Exercise:
Given the entries below, please return each one exactly.
====== Exercise materials ======
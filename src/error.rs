//! Error types for the sync core
//!
//! Provides the error taxonomy shared by every manager, using thiserror.
//! Remote and storage failures are classified into these variants before
//! they leave the component that observed them.

use std::time::Duration;

use thiserror::Error;

// == Sync Error Enum ==
/// Unified error type for the sync core.
#[derive(Error, Debug, Clone, PartialEq)]
pub enum SyncError {
    /// Network-class failure (connection, DNS, 5xx, 429)
    #[error("Transient failure: {0}")]
    Transient(String),

    /// A remote call did not finish within the per-call timeout
    #[error("Request timed out after {0:?}")]
    Timeout(Duration),

    /// Non-network server error that is still worth retrying
    #[error("Remote error (status {status}): {message}")]
    Remote { status: u16, message: String },

    /// Not found, forbidden or does not exist
    #[error("Fatal response: {0}")]
    Fatal(String),

    /// Response payload did not have the expected shape
    #[error("Malformed response: {0}")]
    Parse(String),

    /// Local rate-limit policy refused the call
    #[error("Rate limited: {0}")]
    RateLimited(String),

    /// The entity id is quarantined after a fatal response
    #[error("Entity marked invalid: {0}")]
    Invalid(String),

    /// A write was issued without a signing capability
    #[error("Write to {0} requires a signer")]
    MissingSigner(String),

    /// The entity is not present in the local cache
    #[error("Unknown entity: {0}")]
    Unknown(String),

    /// A reorder request does not match the local arrangement
    #[error("Invalid move: {0}")]
    InvalidMove(String),

    /// Retry budget spent
    #[error("Gave up after {attempts} attempts: {last}")]
    Exhausted { attempts: u32, last: String },
}

impl SyncError {
    /// Network-class errors trigger endpoint failover.
    pub fn is_network(&self) -> bool {
        matches!(self, SyncError::Transient(_) | SyncError::Timeout(_))
    }

    /// Errors the retry policy may try again.
    pub fn is_retryable(&self) -> bool {
        matches!(
            self,
            SyncError::Transient(_) | SyncError::Timeout(_) | SyncError::Remote { .. }
        )
    }

    /// Non-retryable responses from the remote service.
    pub fn is_fatal(&self) -> bool {
        matches!(
            self,
            SyncError::Fatal(_) | SyncError::Parse(_) | SyncError::MissingSigner(_)
        )
    }
}

impl From<serde_json::Error> for SyncError {
    fn from(err: serde_json::Error) -> Self {
        SyncError::Parse(err.to_string())
    }
}

// == Store Error Enum ==
/// Failure of the underlying persistence medium.
///
/// Never leaves the [`crate::storage::Persistence`] facade.
#[derive(Error, Debug)]
pub enum StoreError {
    /// Storage is disabled or cannot be reached
    #[error("Storage unavailable: {0}")]
    Unavailable(String),

    /// Writing would exceed the medium's quota
    #[error("Quota exceeded: {0}")]
    QuotaExceeded(String),

    #[error(transparent)]
    Io(#[from] std::io::Error),
}

// == Result Type Alias ==
/// Convenience Result type for the sync core.
pub type Result<T> = std::result::Result<T, SyncError>;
======
Exercise answer:
filename src/error.rs
//! Error types for the sync core
//!
//! Provides the error taxonomy shared by every manager, using thiserror.
//! Remote and storage failures are classified into these variants before
//! they leave the component that observed them.

use std::time::Duration;

use thiserror::Error;

// == Sync Error Enum ==
/// Unified error type for the sync core.
#[derive(Error, Debug, Clone, PartialEq)]
pub enum SyncError {
    /// Network-class failure (connection, DNS, 5xx, 429)
    #[error("Transient failure: {0}")]
    Transient(String),

    /// A remote call did not finish within the per-call timeout
    #[error("Request timed out after {0:?}")]
    Timeout(Duration),

    /// Non-network server error that is still worth retrying
    #[error("Remote error (status {status}): {message}")]
    Remote { status: u16, message: String },

    /// Not found, forbidden or does not exist
    #[error("Fatal response: {0}")]
    Fatal(String),

    /// Response payload did not have the expected shape
    #[error("Malformed response: {0}")]
    Parse(String),

    /// Local rate-limit policy refused the call
    #[error("Rate limited: {0}")]
    RateLimited(String),

    /// The entity id is quarantined after a fatal response
    #[error("Entity marked invalid: {0}")]
    Invalid(String),

    /// A write was issued without a signing capability
    #[error("Write to {0} requires a signer")]
    MissingSigner(String),

    /// The entity is not present in the local cache
    #[error("Unknown entity: {0}")]
    Unknown(String),

    /// A reorder request does not match the local arrangement
    #[error("Invalid move: {0}")]
    InvalidMove(String),

    /// Retry budget spent
    #[error("Gave up after {attempts} attempts: {last}")]
    Exhausted { attempts: u32, last: String },
}

impl SyncError {
    /// Network-class errors trigger endpoint failover.
    pub fn is_network(&self) -> bool {
        matches!(self, SyncError::Transient(_) | SyncError::Timeout(_))
    }

    /// Errors the retry policy may try again.
    pub fn is_retryable(&self) -> bool {
        matches!(
            self,
            SyncError::Transient(_) | SyncError::Timeout(_) | SyncError::Remote { .. }
        )
    }

    /// Non-retryable responses from the remote service.
    pub fn is_fatal(&self) -> bool {
        matches!(
            self,
            SyncError::Fatal(_) | SyncError::Parse(_) | SyncError::MissingSigner(_)
        )
    }
}

impl From<serde_json::Error> for SyncError {
    fn from(err: serde_json::Error) -> Self {
        SyncError::Parse(err.to_string())
    }
}

// == Store Error Enum ==
/// Failure of the underlying persistence medium.
///
/// Never leaves the [`crate::storage::Persistence`] facade.
#[derive(Error, Debug)]
pub enum StoreError {
    /// Storage is disabled or cannot be reached
    #[error("Storage unavailable: {0}")]
    Unavailable(String),

    /// Writing would exceed the medium's quota
    #[error("Quota exceeded: {0}")]
    QuotaExceeded(String),

    #[error(transparent)]
    Io(#[from] std::io::Error),
}

// == Result Type Alias ==
/// Convenience Result type for the sync core.
pub type Result<T> = std::result::Result<T, SyncError>;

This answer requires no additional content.